Remova os dados de Cytotox Green e estaurosporina, adicione uma matriz para a linhagem celular e insira um controle negativo e um controle positivo. Abra a Ferramenta de Compactação de Dados. Clique em Pesquisar, selecione a pasta pai e clique em Compactar para iniciar a compactação de dados de imagem.
Todos os arquivos de imagem TIFF são compactados em um único HDF5 para cada poço em uma nova pasta de conjuntos de dados dentro da pasta parental. Para analisar as imagens, vá para a plataforma do aplicativo Web de análise de imagens, faça login e clique em Adicionar Novo Projeto na guia Página Inicial. Insira o nome do projeto, pressione Continuar e selecione Adicionar novo experimento antes de carregar a pasta de conjuntos de dados que contém os arquivos HDF5.
Após o upload, vá para a pasta do projeto e do experimento para clicar em Upload Plate Map para obter funcionalidades adicionais. Em seguida, clique sequencialmente em Executar Análise, selecione Análise Multi-Organóide, Parâmetros Padrão e, finalmente, Analisar para iniciar a análise de imagem. Clique em Download Results para baixar as tabelas de dados brutos, que contêm as medições para cada poço e as imagens ou vídeos segmentados antes de confirmar a precisão da análise para processamento de dados posteriores.

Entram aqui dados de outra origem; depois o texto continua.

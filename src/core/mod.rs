pub mod client;
pub mod logbuf;
pub mod records;
pub mod source;
pub mod status;

pub use client::{ClientConfig, LndRestClient};
pub use logbuf::{LogBuffer, LogEntry, LogLevel};
pub use source::{NodeSource, SourceError};
pub use status::{refresh_once, NodeStatus};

Para explicar as variações na densidade e tamanho da semeadura de organoides, métricas baseadas na taxa de crescimento foram usadas para reduzir as variações entre as replicações, conforme indicado pelas barras de erro reduzidas. As imagens para o controle negativo, o controle positivo e a PDTO combinada tratada com gemcitabina e paclitaxel mostraram que a terapia induziu predominantemente a parada do crescimento com uma quantidade limitada de morte celular, correspondendo à resposta medicamentosa normalizada, ou NDR, valor pouco abaixo de zero. Ao utilizar duas linhas adicionais, PDAC_052 e PDAC_087, observou-se uma clara diferença na taxa de crescimento entre as três linhas, apoiando o uso de métricas de GR.
As curvas dose-resposta da NDR resultaram em um aumento da faixa dinâmica e da separação entre os três pacientes diferentes, em comparação com as curvas GR. A determinação da NDR ao longo do tempo mostrou que PDAC_052 e PDAC_060 tiveram uma resposta citostática muito semelhante a uma dose baixa de gemcitabina-paclitaxel, enquanto uma clara resposta citostática diferencial versus citotóxica pôde ser observada para as doses médias e altas correspondentes. Essas respostas medicamentosas foram consistentes com as respostas clínicas observadas nos pacientes.
A dinâmica clonal revelou que PDAC_087 apresentaram os subclones mais resistentes após o tratamento, o que é consistente com a natureza agressiva da doença observada no paciente, que, curiosamente, também foi o menos sensível à estaurosporina de controle positivo. O aspecto mais importante do protocolo é manter todas as soluções contendo ECM resfriadas durante a semeadura, pois a solidificação incorreta da ECM pode interferir na análise da imagem a jusante. A automação do trabalho de laboratório úmido, a análise de imagens e o processamento de dados a jusante podem ser úteis para acelerar a pesquisa e identificar novas terapias combinadas com mais facilidade.